Mister Novelist
- First edition
- Author: Andrei Gusev
- Original title: Господин сочинитель
- Language: Russian
- Genre: stories, fantasy
- Publisher: "ГКС России" (Russia)
- Publication date: 1994
- Publication place: Russia
- Pages: 192 pp
- Preceded by: Presentation
- Followed by: With Chronos' Permit

= Mister Novelist =

Book by Russian writer Andrei Gusev

 Mister Novelist (Господин сочинитель) is a book (collection of stories) by Russian writer Andrei Gusev, published in 1994.

==Plot summary==
The collection includes two stories and eleven short stories, each with its own unique plot and setting. The reader's attention will be attracted by mystical and dramatic stories, lyrical scenes, as well as BDSM fantasy.

In the story "Mister Novelist", dedicated to the fate of a young writer, the main place is occupied by the theme of love and the contradictions that arise in the life of an artist. For a serious understanding of the problems of existence, a person needs not heaven or hell, but real life. This idea is heard in the story "Topography of Hell" and the story itself is entirely built on a love plot.

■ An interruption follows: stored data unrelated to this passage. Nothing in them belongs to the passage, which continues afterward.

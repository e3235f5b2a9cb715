//! Loading migrations from script files and directories.

use std::fs::File;
use std::io::Read;
use std::path::{Path, PathBuf};

use tracing::debug;

use crate::directive::{COMMENT_PREFIX, DEFAULT_DELIMITER, ScriptState};
use crate::error::{Result, ScriptError};
use crate::migration::{Migration, MigrationStack};
use crate::range::select_by_spec;
use crate::splitter::Splitter;

/// What to do with comment lines that are not directives.
#[derive(Debug, Clone, Copy, PartialEq, Eq, Default)]
pub enum CommentPolicy {
    /// Pass them through as statements.
    #[default]
    Keep,
    /// Leave them out of the migration.
    Drop,
}

/// Options for [`ScriptLoader`].
#[derive(Debug, Clone, Copy, Default)]
pub struct LoadOptions {
    /// Handling of plain comment lines.
    pub comments: CommentPolicy,
}

/// Splits scripts into migrations.
///
/// One loader carries the group counter and the sticky error and
/// transaction modes from one file to the next, so group numbers keep
/// increasing across a whole run.
#[derive(Debug, Default)]
pub struct ScriptLoader {
    state: ScriptState,
    options: LoadOptions,
}

impl ScriptLoader {
    /// Creates a loader with default options.
    #[must_use]
    pub fn new() -> Self {
        Self::default()
    }

    /// Creates a loader with the given options.
    #[must_use]
    pub fn with_options(options: LoadOptions) -> Self {
        Self {
            state: ScriptState::new(),
            options,
        }
    }

    /// Loads a directory (files picked by `spec`) or a single file.
    ///
    /// # Errors
    ///
    /// Returns [`ScriptError::Spec`] for a bad spec, and any error from
    /// [`ScriptLoader::load_file`].
    pub fn load(&mut self, path: &Path, spec: &str) -> Result<Vec<Migration>> {
        if !path.is_dir() {
            return self.load_file(path);
        }
        let files = select_by_spec(spec, &list_scripts(path)?)?;
        debug!(dir = %path.display(), spec, files = files.len(), "Selected scripts");

        let mut all = Vec::new();
        for file in &files {
            all.extend(self.load_file(file)?);
        }
        Ok(all)
    }

    /// Loads one script file.
    ///
    /// # Errors
    ///
    /// Returns [`ScriptError::Io`] if the file cannot be read and any
    /// splitting error.
    pub fn load_file(&mut self, path: &Path) -> Result<Vec<Migration>> {
        let file = File::open(path).map_err(|e| ScriptError::io(path, e))?;
        self.state.start_file();
        let migrations = self.split(file, path)?;
        debug!(
            file = %path.display(),
            migrations = migrations.len(),
            statements = migrations.iter().map(Migration::count).sum::<usize>(),
            "Loaded script"
        );
        Ok(migrations)
    }

    /// Splits a script read from `reader`, continuing the current state.
    ///
    /// # Errors
    ///
    /// Returns [`ScriptError::IncompleteStatement`] if the script ends in
    /// the middle of a statement, or an IO or encoding error.
    pub fn split<R: Read>(&mut self, reader: R, path: &Path) -> Result<Vec<Migration>> {
        let mut splitter = Splitter::new(reader, path);
        let mut stack = MigrationStack::new(self.state.migration(path));

        while let Some(sql) = splitter.next_token(self.state.delimiter())? {
            let single_line = self.state.is_default_delimiter();
            let group = self.state.group();
            if self.state.update(&sql) {
                debug!(group = self.state.group(), directive = %sql, "Directive");
                if self.state.group() != group {
                    stack.open(self.state.migration(path));
                }
                continue;
            }
            if sql.is_empty() || sql == DEFAULT_DELIMITER || self.state.is_ignoring() {
                continue;
            }
            if single_line
                && self.options.comments == CommentPolicy::Drop
                && sql.starts_with(COMMENT_PREFIX)
            {
                continue;
            }
            stack.push(self.state.unit(sql));
        }
        Ok(stack.into_vec())
    }
}

/// Lists the regular files of `dir`, sorted by name.
///
/// # Errors
///
/// Returns [`ScriptError::Io`] if the directory cannot be read.
pub fn list_scripts(dir: &Path) -> Result<Vec<PathBuf>> {
    let entries = std::fs::read_dir(dir).map_err(|e| ScriptError::io(dir, e))?;
    let mut files = Vec::new();
    for entry in entries {
        let path = entry.map_err(|e| ScriptError::io(dir, e))?.path();
        if path.is_file() {
            files.push(path);
        }
    }
    files.sort_by(|a, b| a.file_name().cmp(&b.file_name()));
    Ok(files)
}

/// Loads migrations from `path` with a fresh loader.
///
/// # Errors
///
/// See [`ScriptLoader::load`].
pub fn extract(path: &Path, spec: &str, options: LoadOptions) -> Result<Vec<Migration>> {
    ScriptLoader::with_options(options).load(path, spec)
}
//! Streaming statement splitter.
//!
//! The splitter reads a script in chunks and cuts it into statements on
//! the active delimiter. The delimiter is passed in on every call rather
//! than stored, since directives may change it between two tokens.

use std::io::Read;
use std::path::{Path, PathBuf};

use crate::directive::{COMMENT_PREFIX, DEFAULT_DELIMITER};
use crate::error::{Result, ScriptError};

const CHUNK_SIZE: u64 = 64 * 1024;

/// Outcome of scanning the buffered input once.
#[derive(Debug, PartialEq, Eq)]
enum Scan<'a> {
    /// A token was found; `advance` bytes of input are consumed.
    Token { advance: usize, token: &'a [u8] },
    /// The buffer holds no complete token yet.
    NeedMore,
    /// Input is exhausted.
    Done,
    /// Input ended in the middle of a statement.
    Incomplete,
}

fn is_blank(data: &[u8]) -> bool {
    data.iter().all(u8::is_ascii_whitespace)
}

fn find(haystack: &[u8], needle: &[u8], from: usize) -> Option<usize> {
    haystack
        .get(from..)?
        .windows(needle.len())
        .position(|window| window == needle)
        .map(|ix| from + ix)
}

/// Finds the next token in `data`.
///
/// No match starts before `resume`: earlier bytes were already searched
/// with the same delimiter.
fn scan<'a>(data: &'a [u8], at_eof: bool, delimiter: &[u8], resume: usize) -> Scan<'a> {
    let mut offset = 0;
    if delimiter == DEFAULT_DELIMITER.as_bytes() {
        offset = data
            .iter()
            .position(|b| !b.is_ascii_whitespace())
            .unwrap_or(data.len());
        let rest = &data[offset..];
        let marker = COMMENT_PREFIX.as_bytes();
        if rest.starts_with(marker) {
            return match find(rest, b"\n", resume.saturating_sub(offset)) {
                Some(ix) => Scan::Token {
                    advance: offset + ix + 1,
                    token: &rest[..=ix],
                },
                None if at_eof => Scan::Token {
                    advance: data.len(),
                    token: rest,
                },
                None => Scan::NeedMore,
            };
        }
        if !at_eof && rest.len() < marker.len() && marker.starts_with(rest) {
            return Scan::NeedMore;
        }
    }

    let rest = &data[offset..];
    match find(rest, delimiter, resume.saturating_sub(offset)) {
        Some(ix) => {
            let end = ix + delimiter.len();
            Scan::Token {
                advance: offset + end,
                token: &rest[..end],
            }
        }
        None if !at_eof => Scan::NeedMore,
        None if is_blank(rest) => Scan::Done,
        None => Scan::Incomplete,
    }
}

/// Cuts a byte stream into trimmed statements and comment lines.
///
/// Under the default delimiter a line starting with `--` is returned on
/// its own so that it can be checked for a directive. Under a custom
/// delimiter everything up to the delimiter is one statement, and the
/// delimiter itself is removed from the returned text.
pub struct Splitter<R> {
    reader: R,
    buf: Vec<u8>,
    /// Start of the unconsumed input in `buf`.
    pos: usize,
    /// Offset into the unconsumed input where the next search resumes.
    resume: usize,
    eof: bool,
    path: PathBuf,
}

impl<R: Read> Splitter<R> {
    /// Creates a splitter over `reader`; `path` is used in error messages.
    #[must_use]
    pub fn new(reader: R, path: impl AsRef<Path>) -> Self {
        Self {
            reader,
            buf: Vec::new(),
            pos: 0,
            resume: 0,
            eof: false,
            path: path.as_ref().to_path_buf(),
        }
    }

    /// Returns the next token using `delimiter`, or `None` at end of input.
    ///
    /// # Errors
    ///
    /// Returns [`ScriptError::IncompleteStatement`] if the input ends with
    /// an unterminated statement, [`ScriptError::Encoding`] for invalid
    /// UTF-8 and [`ScriptError::Io`] if reading fails.
    pub fn next_token(&mut self, delimiter: &str) -> Result<Option<String>> {
        let delimiter = if delimiter.is_empty() {
            DEFAULT_DELIMITER
        } else {
            delimiter
        };
        loop {
            let data = &self.buf[self.pos..];
            match scan(data, self.eof, delimiter.as_bytes(), self.resume) {
                Scan::Token { advance, token } => {
                    let text = std::str::from_utf8(token).map_err(|_| ScriptError::Encoding {
                        path: self.path.clone(),
                    })?;
                    let text = strip_delimiter(text.trim(), delimiter).to_string();
                    self.pos += advance;
                    self.resume = 0;
                    return Ok(Some(text));
                }
                Scan::NeedMore => {
                    self.resume = data.len().saturating_sub(delimiter.len() - 1);
                    self.fill()?;
                }
                Scan::Done => {
                    self.buf.clear();
                    self.pos = 0;
                    self.resume = 0;
                    return Ok(None);
                }
                Scan::Incomplete => {
                    return Err(ScriptError::IncompleteStatement {
                        path: self.path.clone(),
                    })
                }
            }
        }
    }

    /// Appends up to one chunk to the buffer, dropping consumed bytes first.
    fn fill(&mut self) -> Result<()> {
        if self.pos > 0 {
            self.buf.drain(..self.pos);
            self.pos = 0;
        }
        let read = self
            .reader
            .by_ref()
            .take(CHUNK_SIZE)
            .read_to_end(&mut self.buf)
            .map_err(|e| ScriptError::io(&self.path, e))?;
        if read == 0 {
            self.eof = true;
        }
        Ok(())
    }
}

fn strip_delimiter<'a>(text: &'a str, delimiter: &str) -> &'a str {
    if delimiter == DEFAULT_DELIMITER {
        return text;
    }
    text.strip_suffix(delimiter).map_or(text, str::trim_end)
}
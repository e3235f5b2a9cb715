//! Connection configuration.

use std::fmt;
use std::str::FromStr;

use clap::Args;
use sqlx::mysql::MySqlConnectOptions;

use crate::error::MigrateError;

/// Backend selected by the driver name.
#[derive(Debug, Clone, Copy, PartialEq, Eq)]
pub enum Driver {
    /// A real MySQL or MariaDB server.
    MySql,
    /// The logging-only backend.
    DryRun,
}

impl FromStr for Driver {
    type Err = MigrateError;

    fn from_str(name: &str) -> Result<Self, Self::Err> {
        match name {
            "mysql" | "mariadb" => Ok(Self::MySql),
            "" => Ok(Self::DryRun),
            other => Err(MigrateError::UnsupportedDriver(other.to_string())),
        }
    }
}

impl fmt::Display for Driver {
    fn fmt(&self, f: &mut fmt::Formatter<'_>) -> fmt::Result {
        match self {
            Self::MySql => f.write_str("mysql"),
            Self::DryRun => f.write_str("dry-run"),
        }
    }
}

/// Database connection parameters.
///
/// Every field can be given as a flag or through an environment variable.
#[derive(Debug, Clone, Args)]
pub struct ConnectParams {
    /// Database username.
    #[arg(short = 'u', long = "user", env = "username", default_value = "")]
    pub user: String,

    /// Database user password.
    #[arg(
        short = 'w',
        long,
        env = "password",
        default_value = "",
        hide_env_values = true
    )]
    pub password: String,

    /// Server name.
    #[arg(short = 's', long = "server", env = "server", default_value = "127.0.0.1")]
    pub host: String,

    /// Server port.
    #[arg(short = 'p', long, env = "port", default_value_t = 3306)]
    pub port: u16,

    /// Database name.
    #[arg(short = 'd', long, env = "database", default_value = "")]
    pub database: String,

    /// Database driver (`mysql`, `mariadb`, or empty for a dry run).
    #[arg(short = 'i', long, env = "driver", default_value = "")]
    pub driver: String,
}

impl Default for ConnectParams {
    fn default() -> Self {
        Self {
            user: String::new(),
            password: String::new(),
            host: "127.0.0.1".to_string(),
            port: 3306,
            database: String::new(),
            driver: String::new(),
        }
    }
}

impl ConnectParams {
    /// Resolves the configured driver.
    ///
    /// # Errors
    ///
    /// Returns [`MigrateError::UnsupportedDriver`] for unknown names.
    pub fn driver(&self) -> Result<Driver, MigrateError> {
        self.driver.parse()
    }

    /// Renders the connection string with the password masked.
    #[must_use]
    pub fn dsn(&self) -> String {
        format!(
            "{}:***@tcp({}:{})/{}",
            self.user, self.host, self.port, self.database
        )
    }

    /// Builds sqlx connect options.
    #[must_use]
    pub fn connect_options(&self) -> MySqlConnectOptions {
        let mut options = MySqlConnectOptions::new()
            .host(&self.host)
            .port(self.port)
            .username(&self.user);
        if !self.password.is_empty() {
            options = options.password(&self.password);
        }
        if !self.database.is_empty() {
            options = options.database(&self.database);
        }
        options
    }
}

#[cfg(test)]
mod tests {
    use super::*;

    #[test]
    fn test_driver_names() {
        assert_eq!("mysql".parse::<Driver>().unwrap(), Driver::MySql);
        assert_eq!("mariadb".parse::<Driver>().unwrap(), Driver::MySql);
        assert_eq!("".parse::<Driver>().unwrap(), Driver::DryRun);
        assert!(matches!(
            "postgres".parse::<Driver>(),
            Err(MigrateError::UnsupportedDriver(name)) if name == "postgres"
        ));
    }

    #[test]
    fn test_dsn_masks_password() {
        let params = ConnectParams {
            user: "app".into(),
            password: "secret".into(),
            database: "shop".into(),
            ..ConnectParams::default()
        };
        let dsn = params.dsn();
        assert_eq!(dsn, "app:***@tcp(127.0.0.1:3306)/shop");
        assert!(!dsn.contains("secret"));
    }

    #[test]
    fn test_unsupported_driver_message() {
        let params = ConnectParams {
            driver: "oracle".into(),
            ..ConnectParams::default()
        };
        assert_eq!(
            params.driver().unwrap_err().to_string(),
            "oracle: unsupported driver"
        );
    }
}
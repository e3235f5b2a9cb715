//! End-to-end runs against the dry-run connector.

use std::fs;

use oxide_migrate::connector::CallKind;
use oxide_migrate::prelude::*;

const PROCEDURES: &str = "\
-- delimiter $$
CREATE PROCEDURE p()
BEGIN
    SELECT 1;
END$$
-- migrate
SELECT 2;
";

const SEED: &str = "\
-- migrate
CREATE TABLE t (id INT);
-- migrate; error=silent, transaction=off
INSERT INTO t VALUES (1);
INSERT INTO missing_table VALUES (2);
";

fn scripts() -> tempfile::TempDir {
    let dir = tempfile::tempdir().unwrap();
    fs::write(dir.path().join("0001_procedures.sql"), PROCEDURES).unwrap();
    fs::write(dir.path().join("0002_seed.sql"), SEED).unwrap();
    dir
}

#[tokio::test]
async fn dry_run_never_fails() {
    let dir = scripts();
    let migrations = extract(dir.path(), "*", LoadOptions::default()).unwrap();
    assert_eq!(migrations.len(), 4);

    let summary = exec(&migrations, &ConnectParams::default()).await.unwrap();
    assert_eq!(summary.migrations, 4);
    assert_eq!(summary.executed, 5);
    assert!(summary.failures.is_empty());
}

#[tokio::test]
async fn dry_run_journal_has_one_line_statements() {
    let dir = scripts();
    let migrations = extract(dir.path(), "2", LoadOptions::default()).unwrap();
    assert_eq!(migrations.len(), 2);

    let mut runner = MigrationRunner::new(DryRunConnector::new());
    runner.ping().await.unwrap();
    runner.run(&migrations).await.unwrap();

    let journal = runner.connector().journal();
    let calls: Vec<CallKind> = journal.iter().map(|e| e.call).collect();
    assert_eq!(
        calls,
        vec![
            CallKind::Ping,
            CallKind::Begin,
            CallKind::Exec,
            CallKind::Commit,
            CallKind::Begin,
            CallKind::Exec,
            CallKind::Commit,
        ]
    );
    assert_eq!(journal[2].sql, "CREATE PROCEDURE p() BEGIN SELECT 1; END");
    assert!(journal.iter().all(|e| !e.sql.contains('\n') && e.args == 0));
}

#[tokio::test]
async fn procedure_body_is_one_statement() {
    let dir = scripts();
    let migrations = extract(dir.path(), "2", LoadOptions::default()).unwrap();
    assert_eq!(migrations[0].count(), 1);
    assert!(migrations[0].units[0].sql.ends_with("END"));
    assert_eq!(migrations[1].units[0].sql, "SELECT 2;");
}

#[tokio::test]
async fn unsupported_driver_fails_before_running() {
    let params = ConnectParams {
        driver: "postgres".into(),
        ..ConnectParams::default()
    };
    let err = exec(&[], &params).await.unwrap_err();
    assert_eq!(err.to_string(), "postgres: unsupported driver");
}
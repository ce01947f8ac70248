/*!
 * Data model of a conversion batch.
 */

use anyhow::Result;
use std::fmt;

use super::archive::build_archive;

/// A source-dialect script read from an input file
#[derive(Debug, Clone, PartialEq, Eq)]
pub struct Script {
    /// Base name of the input file, e.g. `load_orders.sql`
    pub name: String,

    /// Source-dialect SQL
    pub body: String,
}

impl Script {
    /// Create a new script
    pub fn new(name: impl Into<String>, body: impl Into<String>) -> Self {
        Self {
            name: name.into(),
            body: body.into(),
        }
    }
}

/// A script converted to the target dialect, as it goes into the archive
#[derive(Debug, Clone, PartialEq, Eq)]
pub struct ConvertedScript {
    /// Name of the source script
    pub name: String,

    /// Converted body, before any repair
    pub body: String,
}

/// Final outcome of registering one script
#[derive(Debug, Clone, Copy, PartialEq, Eq)]
pub enum RegistrationOutcome {
    Succeeded,
    Failed,
}

/// Detailed result of one registration attempt
#[derive(Debug, Clone, PartialEq, Eq)]
pub struct Registration {
    /// Whether the procedure was created
    pub outcome: RegistrationOutcome,

    /// Whether a repaired script was submitted
    pub repaired: bool,

    /// Last database or repair error, if any
    pub error: Option<String>,
}

impl Registration {
    pub fn succeeded(repaired: bool) -> Self {
        Self {
            outcome: RegistrationOutcome::Succeeded,
            repaired,
            error: None,
        }
    }

    pub fn failed(repaired: bool, error: impl Into<String>) -> Self {
        Self {
            outcome: RegistrationOutcome::Failed,
            repaired,
            error: Some(error.into()),
        }
    }
}

/// Step at which a script's processing ended
#[derive(Debug, Clone, Copy, PartialEq, Eq)]
pub enum Stage {
    /// The model did not return a converted script
    Conversion,
    /// The converted script was submitted to the target
    Registration,
    /// Not attempted because the batch was aborted
    Skipped,
}

impl fmt::Display for Stage {
    fn fmt(&self, f: &mut fmt::Formatter<'_>) -> fmt::Result {
        match self {
            Self::Conversion => write!(f, "conversion"),
            Self::Registration => write!(f, "registration"),
            Self::Skipped => write!(f, "skipped"),
        }
    }
}

/// Per-script line of the run report
#[derive(Debug, Clone, PartialEq, Eq)]
pub struct ScriptReport {
    pub name: String,
    pub outcome: RegistrationOutcome,
    pub stage: Stage,
    pub repaired: bool,
    pub error: Option<String>,
}

impl ScriptReport {
    /// Script whose conversion returned nothing usable
    pub fn conversion_failed(name: &str, error: impl Into<String>) -> Self {
        Self {
            name: name.to_string(),
            outcome: RegistrationOutcome::Failed,
            stage: Stage::Conversion,
            repaired: false,
            error: Some(error.into()),
        }
    }

    /// Script that went through registration
    pub fn registered(name: &str, registration: Registration) -> Self {
        Self {
            name: name.to_string(),
            outcome: registration.outcome,
            stage: Stage::Registration,
            repaired: registration.repaired,
            error: registration.error,
        }
    }

    /// Script left untouched after the batch was aborted
    pub fn skipped(name: &str, reason: &str) -> Self {
        Self {
            name: name.to_string(),
            outcome: RegistrationOutcome::Failed,
            stage: Stage::Skipped,
            repaired: false,
            error: Some(reason.to_string()),
        }
    }

    /// One line of the plain-text run log
    pub fn log_line(&self) -> String {
        let status = match self.outcome {
            RegistrationOutcome::Succeeded => "CREATED",
            RegistrationOutcome::Failed => "NOT CREATED",
        };
        let mut line = format!("{} [{}] stage={}", self.name, status, self.stage);
        if self.repaired {
            line.push_str(" repaired=yes");
        }
        if let Some(error) = &self.error {
            line.push_str(&format!(" error={}", error.replace('\n', " ")));
        }
        line
    }
}

/// Result of one batch run
#[derive(Debug, Clone, Default, PartialEq, Eq)]
pub struct BatchReport {
    /// Names of scripts whose procedure was created
    pub succeeded: Vec<String>,

    /// Names of scripts whose procedure was not created
    pub failed: Vec<String>,

    /// Archive entries, one per converted script
    pub converted: Vec<ConvertedScript>,

    /// Per-script details, in input order
    pub scripts: Vec<ScriptReport>,

    /// Reason the batch stopped early, if it did
    pub aborted: Option<String>,
}

impl BatchReport {
    /// Record a script's final state in the matching outcome list
    pub fn record(&mut self, report: ScriptReport) {
        match report.outcome {
            RegistrationOutcome::Succeeded => self.succeeded.push(report.name.clone()),
            RegistrationOutcome::Failed => self.failed.push(report.name.clone()),
        }
        self.scripts.push(report);
    }

    /// Whether the batch stopped before attempting every script
    pub fn is_aborted(&self) -> bool {
        self.aborted.is_some()
    }

    /// Number of scripts in the batch
    pub fn total(&self) -> usize {
        self.scripts.len()
    }

    /// Zip archive of the converted scripts, `None` when nothing converted
    pub fn archive(&self) -> Result<Option<Vec<u8>>> {
        if self.converted.is_empty() {
            return Ok(None);
        }
        build_archive(&self.converted).map(Some)
    }

    /// Plain-text run log
    pub fn render_log(&self) -> String {
        let mut out = String::new();
        out.push_str(&format!(
            "Scripts: {} | created: {} | not created: {} | converted: {}\n",
            self.total(),
            self.succeeded.len(),
            self.failed.len(),
            self.converted.len()
        ));
        if let Some(reason) = &self.aborted {
            out.push_str(&format!("Batch aborted: {}\n", reason));
        }
        out.push('\n');
        for script in &self.scripts {
            out.push_str(&script.log_line());
            out.push('\n');
        }
        out
    }
}
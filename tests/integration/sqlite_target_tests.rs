/*!
 * Batches against a real SQLite target
 */

use anyhow::Result;
use sqlshift::database::SqliteDatabase;
use sqlshift::migration::{RegistrationOutcome, Script};
use sqlshift::providers::mock::MockProvider;
use crate::common;

fn count_objects(db: &SqliteDatabase, name: &str) -> Result<i64> {
    Ok(db.query_i64(&format!("SELECT COUNT(*) FROM sqlite_master WHERE name = '{}'", name))?)
}

/// A rejected script is repaired with the database's message and created
#[tokio::test]
async fn test_batch_withSqliteTarget_shouldCreateObjectsAndRepair() -> Result<()> {
    let temp_dir = common::create_temp_dir()?;
    let db_path = temp_dir.path().join("target.db");

    let provider = MockProvider::scripted(vec![
        Ok(MockProvider::fenced("CREATE TABLE orders (id INTEGER PRIMARY KEY, total REAL);")),
        Ok(MockProvider::fenced("CREAT VIEW v_orders AS SELECT id FROM orders;")),
        Ok(MockProvider::fenced("CREATE VIEW v_orders AS SELECT id FROM orders;")),
    ]);
    let scripts = vec![
        Script::new("orders.sql", "CREATE TABLE dbo.Orders (Id INT PRIMARY KEY, Total MONEY)"),
        Script::new("v_orders.sql", "CREATE VIEW dbo.vOrders AS SELECT Id FROM dbo.Orders"),
    ];

    let report = common::orchestrator(&provider)
        .run(SqliteDatabase::connect(&db_path), &scripts)
        .await;

    assert_eq!(report.succeeded, vec!["orders.sql", "v_orders.sql"]);
    assert!(!report.is_aborted());
    assert!(report.scripts[1].repaired);
    assert!(provider.prompts()[2].contains("<error>"));

    let db = SqliteDatabase::connect(&db_path).await?;
    assert_eq!(count_objects(&db, "orders")?, 1);
    assert_eq!(count_objects(&db, "v_orders")?, 1);

    Ok(())
}

/// A script failing half way leaves nothing behind
#[tokio::test]
async fn test_batch_withFailingScript_shouldRollBackPartialWork() -> Result<()> {
    let temp_dir = common::create_temp_dir()?;
    let db_path = temp_dir.path().join("target.db");
    let broken = "CREATE TABLE half (id INTEGER); CREAT VIEW x AS SELECT 1;";

    let provider = MockProvider::scripted(vec![
        Ok(MockProvider::fenced(broken)),
        Ok(MockProvider::fenced(broken)),
    ]);
    let scripts = vec![Script::new("half.sql", "SELECT 1")];

    let report = common::orchestrator(&provider)
        .run(SqliteDatabase::connect(&db_path), &scripts)
        .await;

    assert_eq!(report.failed, vec!["half.sql"]);
    assert!(!report.is_aborted());
    assert_eq!(report.scripts[0].outcome, RegistrationOutcome::Failed);
    assert!(report.scripts[0].repaired);

    let db = SqliteDatabase::connect(&db_path).await?;
    assert_eq!(count_objects(&db, "half")?, 0);

    Ok(())
}

/// An unopenable database path aborts the batch before any model call
#[tokio::test]
async fn test_batch_withUnopenableDatabase_shouldAbort() -> Result<()> {
    let temp_dir = common::create_temp_dir()?;
    // The parent of the database path is a regular file
    let blocker = common::create_test_file(temp_dir.path(), "blocker", "not a directory")?;
    let db_path = blocker.join("target.db");
    let provider = MockProvider::working();
    let scripts = vec![Script::new("a.sql", "SELECT 1")];

    let report = common::orchestrator(&provider)
        .run(SqliteDatabase::connect(&db_path), &scripts)
        .await;

    assert!(report.is_aborted());
    assert_eq!(report.failed, vec!["a.sql"]);
    assert_eq!(provider.call_count(), 0);

    Ok(())
}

The collection is named after one of the stories included in it — "Mister Novelist".

==Literary features==
In the relationships within love couples in the stories included in this book, there is something from the famous film director Claude Lelouch, who always and everywhere glorified the Man and Woman created for each other, regardless of other characteristics and circumstances of life.
Sometimes some characters in the book indulge in non-scary devilry and even mentally transform into an astral body. But which of us hasn't experienced something like this? Who, at least in dreams, has not escaped to the notorious "zero zone"? It looks very similar, Mr. Novelist!

==Notes==
- Andrei Gusev (1994). "Господин сочинитель (Mister Novelist)"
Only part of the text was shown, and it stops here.